Honestly, I don’t think I have any skeletons left in my closet. They’ve gone all Lance Bass on me. That’s what happens when you raise an army of teenage girls. It’s like high school gossip on PCP. And I guess some of my skeletons are pretty scandalous. Okay, so I dated a vampire…or two. Can we please remember that I’ve also saved the world a dozen times? Let’s parade that skeleton in front of everyone instead of ones named Angel and Spike. Thanks so much. Or the fact that I can kick ass in a pair of five inch heels. That’s a good skeleton to have. Let’s keep the one where I was staked with my own stake firmly locked up. Or the fact that I let Dracula bite me? Or you know that I tasted his blood and it was gross. Let’s keep those all very in the closet. There are some skeletons I don’t mind talking about. Like I quit…twice…yeah twice and I threatened to quit one other time but the reason I don’t mind talking about it because I got back up which I guess technically makes it not a skeleton. Skeletons are things that no one knows that you lock up tight. My point is sorta that. Everyone knows most everything about me.

[Locked from Dawn, Willow and Danny]

Okay so here’s something no one knows.

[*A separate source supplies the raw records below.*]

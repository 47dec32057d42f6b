use std::fmt;
use std::hash::{Hash, Hasher};

use crate::record::DynamicMap;

/// A value stored under a dynamic key.
#[derive(Debug, Clone, Default)]
pub enum Value {
    #[default]
    Null,
    Boolean(bool),
    Integer(i64),
    Float(f64),
    Text(String),
    List(Vec<Value>),
    Record(DynamicMap),
}

impl Value {
    pub fn type_name(&self) -> &'static str {
        match self {
            Self::Null => "NULL",
            Self::Boolean(_) => "BOOLEAN",
            Self::Integer(_) => "INTEGER",
            Self::Float(_) => "FLOAT",
            Self::Text(_) => "TEXT",
            Self::List(_) => "LIST",
            Self::Record(_) => "RECORD",
        }
    }

    pub fn is_null(&self) -> bool {
        matches!(self, Self::Null)
    }

    pub fn as_bool(&self) -> Option<bool> {
        match self {
            Self::Boolean(b) => Some(*b),
            _ => None,
        }
    }

    pub fn as_i64(&self) -> Option<i64> {
        match self {
            Self::Integer(i) => Some(*i),
            _ => None,
        }
    }

    pub fn as_f64(&self) -> Option<f64> {
        match self {
            Self::Float(f) => Some(*f),
            _ => None,
        }
    }

    pub fn as_str(&self) -> Option<&str> {
        match self {
            Self::Text(s) => Some(s),
            _ => None,
        }
    }

    pub fn as_list(&self) -> Option<&[Value]> {
        match self {
            Self::List(items) => Some(items),
            _ => None,
        }
    }

    pub fn as_record(&self) -> Option<&DynamicMap> {
        match self {
            Self::Record(map) => Some(map),
            _ => None,
        }
    }
}

/// Float bits used for hashing: all NaNs collapse to one pattern and
/// `-0.0` hashes like `0.0`, matching `PartialEq`.
fn canonical_float_bits(f: f64) -> u64 {
    if f.is_nan() {
        f64::NAN.to_bits()
    } else if f == 0.0 {
        0.0f64.to_bits()
    } else {
        f.to_bits()
    }
}

impl PartialEq for Value {
    fn eq(&self, other: &Self) -> bool {
        match (self, other) {
            (Self::Null, Self::Null) => true,
            (Self::Boolean(a), Self::Boolean(b)) => a == b,
            (Self::Integer(a), Self::Integer(b)) => a == b,
            // NaN equals NaN so that Eq stays reflexive
            (Self::Float(a), Self::Float(b)) => (a.is_nan() && b.is_nan()) || a == b,
            (Self::Text(a), Self::Text(b)) => a == b,
            (Self::List(a), Self::List(b)) => a == b,
            (Self::Record(a), Self::Record(b)) => a == b,
            _ => false,
        }
    }
}

impl Eq for Value {}

impl Hash for Value {
    fn hash<H: Hasher>(&self, state: &mut H) {
        match self {
            Self::Null => 0u8.hash(state),
            Self::Boolean(b) => {
                1u8.hash(state);
                b.hash(state);
            }
            Self::Integer(i) => {
                2u8.hash(state);
                i.hash(state);
            }
            Self::Float(f) => {
                3u8.hash(state);
                canonical_float_bits(*f).hash(state);
            }
            Self::Text(s) => {
                4u8.hash(state);
                s.hash(state);
            }
            Self::List(items) => {
                5u8.hash(state);
                items.hash(state);
            }
            Self::Record(map) => {
                6u8.hash(state);
                map.hash(state);
            }
        }
    }
}

impl fmt::Display for Value {
    fn fmt(&self, f: &mut fmt::Formatter<'_>) -> fmt::Result {
        match self {
            Self::Null => write!(f, "null"),
            Self::Boolean(b) => write!(f, "{}", b),
            Self::Integer(i) => write!(f, "{}", i),
            Self::Float(fl) => {
                if fl.is_nan() {
                    write!(f, "NaN")
                } else if fl.is_infinite() {
                    if *fl > 0.0 {
                        write!(f, "Infinity")
                    } else {
                        write!(f, "-Infinity")
                    }
                } else if *fl == 0.0 {
                    // -0.0 equals 0.0, so it prints the same
                    write!(f, "0")
                } else {
                    write!(f, "{}", fl)
                }
            }
            Self::Text(s) => write!(f, "{:?}", s),
            Self::List(items) => {
                write!(f, "[")?;
                for (idx, item) in items.iter().enumerate() {
                    if idx > 0 {
                        write!(f, ", ")?;
                    }
                    write!(f, "{}", item)?;
                }
                write!(f, "]")
            }
            Self::Record(map) => write!(f, "{}", map),
        }
    }
}

impl From<i64> for Value {
    fn from(i: i64) -> Self {
        Self::Integer(i)
    }
}

impl From<i32> for Value {
    fn from(i: i32) -> Self {
        Self::Integer(i64::from(i))
    }
}

impl From<f64> for Value {
    fn from(f: f64) -> Self {
        Self::Float(f)
    }
}

impl From<bool> for Value {
    fn from(b: bool) -> Self {
        Self::Boolean(b)
    }
}

impl From<String> for Value {
    fn from(s: String) -> Self {
        Self::Text(s)
    }
}

impl From<&str> for Value {
    fn from(s: &str) -> Self {
        Self::Text(s.to_string())
    }
}

impl From<Vec<Value>> for Value {
    fn from(items: Vec<Value>) -> Self {
        Self::List(items)
    }
}

impl From<DynamicMap> for Value {
    fn from(map: DynamicMap) -> Self {
        Self::Record(map)
    }
}

impl<T: Into<Value>> From<Option<T>> for Value {
    fn from(value: Option<T>) -> Self {
        value.map_or(Self::Null, Into::into)
    }
}

/// Typed extraction used by `lookup_as`.
pub trait FromValue: Sized {
    const TYPE_NAME: &'static str;

    fn from_value(value: &Value) -> Option<Self>;
}

impl FromValue for Value {
    const TYPE_NAME: &'static str = "ANY";

    fn from_value(value: &Value) -> Option<Self> {
        Some(value.clone())
    }
}

impl FromValue for bool {
    const TYPE_NAME: &'static str = "BOOLEAN";

    fn from_value(value: &Value) -> Option<Self> {
        value.as_bool()
    }
}

impl FromValue for i64 {
    const TYPE_NAME: &'static str = "INTEGER";

    fn from_value(value: &Value) -> Option<Self> {
        value.as_i64()
    }
}

impl FromValue for i32 {
    const TYPE_NAME: &'static str = "INTEGER";

    fn from_value(value: &Value) -> Option<Self> {
        value.as_i64().and_then(|i| i32::try_from(i).ok())
    }
}

impl FromValue for f64 {
    const TYPE_NAME: &'static str = "FLOAT";

    fn from_value(value: &Value) -> Option<Self> {
        value.as_f64()
    }
}

impl FromValue for String {
    const TYPE_NAME: &'static str = "TEXT";

    fn from_value(value: &Value) -> Option<Self> {
        value.as_str().map(str::to_string)
    }
}

impl FromValue for Vec<Value> {
    const TYPE_NAME: &'static str = "LIST";

    fn from_value(value: &Value) -> Option<Self> {
        value.as_list().map(<[Value]>::to_vec)
    }
}

impl FromValue for DynamicMap {
    const TYPE_NAME: &'static str = "RECORD";

    fn from_value(value: &Value) -> Option<Self> {
        value.as_record().cloned()
    }
}

impl<T: FromValue> FromValue for Option<T> {
    const TYPE_NAME: &'static str = T::TYPE_NAME;

    fn from_value(value: &Value) -> Option<Self> {
        if value.is_null() {
            Some(None)
        } else {
            T::from_value(value).map(Some)
        }
    }
}

#[cfg(test)]
mod tests {
    use super::*;
    use std::collections::hash_map::DefaultHasher;

    fn hash_of(value: &Value) -> u64 {
        let mut hasher = DefaultHasher::new();
        value.hash(&mut hasher);
        hasher.finish()
    }

    #[test]
    fn test_value_equality() {
        assert_eq!(Value::Integer(42), Value::Integer(42));
        assert_eq!(Value::Float(3.5), Value::Float(3.5));
        assert_ne!(Value::Integer(1), Value::Integer(2));
        assert_ne!(Value::Integer(1), Value::Float(1.0));
        assert_ne!(Value::Null, Value::Boolean(false));
    }

    #[test]
    fn test_float_equality_and_hash_agree() {
        let nan_a = Value::Float(f64::NAN);
        let nan_b = Value::Float(-f64::NAN);
        assert_eq!(nan_a, nan_b);
        assert_eq!(hash_of(&nan_a), hash_of(&nan_b));

        let zero = Value::Float(0.0);
        let neg_zero = Value::Float(-0.0);
        assert_eq!(zero, neg_zero);
        assert_eq!(hash_of(&zero), hash_of(&neg_zero));
    }

    #[test]
    fn test_conversions() {
        assert_eq!(Value::from(4), Value::Integer(4));
        assert_eq!(Value::from("bb"), Value::Text("bb".into()));
        assert_eq!(Value::from(None::<i64>), Value::Null);
        assert_eq!(Value::from(Some(true)), Value::Boolean(true));
    }

    #[test]
    fn test_from_value() {
        assert_eq!(i64::from_value(&Value::Integer(7)), Some(7));
        assert_eq!(i64::from_value(&Value::Text("7".into())), None);
        assert_eq!(i32::from_value(&Value::Integer(i64::MAX)), None);
        assert_eq!(Option::<i64>::from_value(&Value::Null), Some(None));
        assert_eq!(String::from_value(&Value::from("x")), Some("x".to_string()));
    }

    #[test]
    fn test_display() {
        let list = Value::List(vec![Value::Integer(1), Value::from("a"), Value::Null]);
        assert_eq!(list.to_string(), "[1, \"a\", null]");
        assert_eq!(Value::Float(f64::NEG_INFINITY).to_string(), "-Infinity");
    }

    #[test]
    fn test_equal_zeros_display_alike() {
        assert_eq!(Value::Float(0.0), Value::Float(-0.0));
        assert_eq!(Value::Float(-0.0).to_string(), Value::Float(0.0).to_string());
        assert_eq!(Value::Float(-0.5).to_string(), "-0.5");
    }
}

Sometimes I think maybe Mom’s brain tumor was Dawn’s fault. I don’t know how exactly except that it started showing up when Dawn did. I mean…maybe forcing those memories into Mom’s head caused it or maybe…maybe, I don’t know.

And I think Willow suspects this but I’ve never told her. Sometimes I wish she’d never brought me back. Sometimes I wish I was still dead, still in Heaven and still finished. It’s not all the time, it’s not every day and it’s getting better I think but sometimes I’m still alone and it still hurts. I want to be warm, safe and loved in a way that I don’t think is possible on earth. That sounds bad. I know that sounds so bad but it’s this—in Heaven I know I’m never going to have to go out into the cold again. I’m never going to be in danger again and I’m never, ever going to lose someone I love again. I can’t make those guarantees about this life. In fact, I can almost guarantee those things will happen. No matter how long I fight, there’s always going to be another fight. I’m never done.
[unlocked]

Skeletons suck and I’m through talking about them. Metaphorically anyway and literally they’re kind of ick.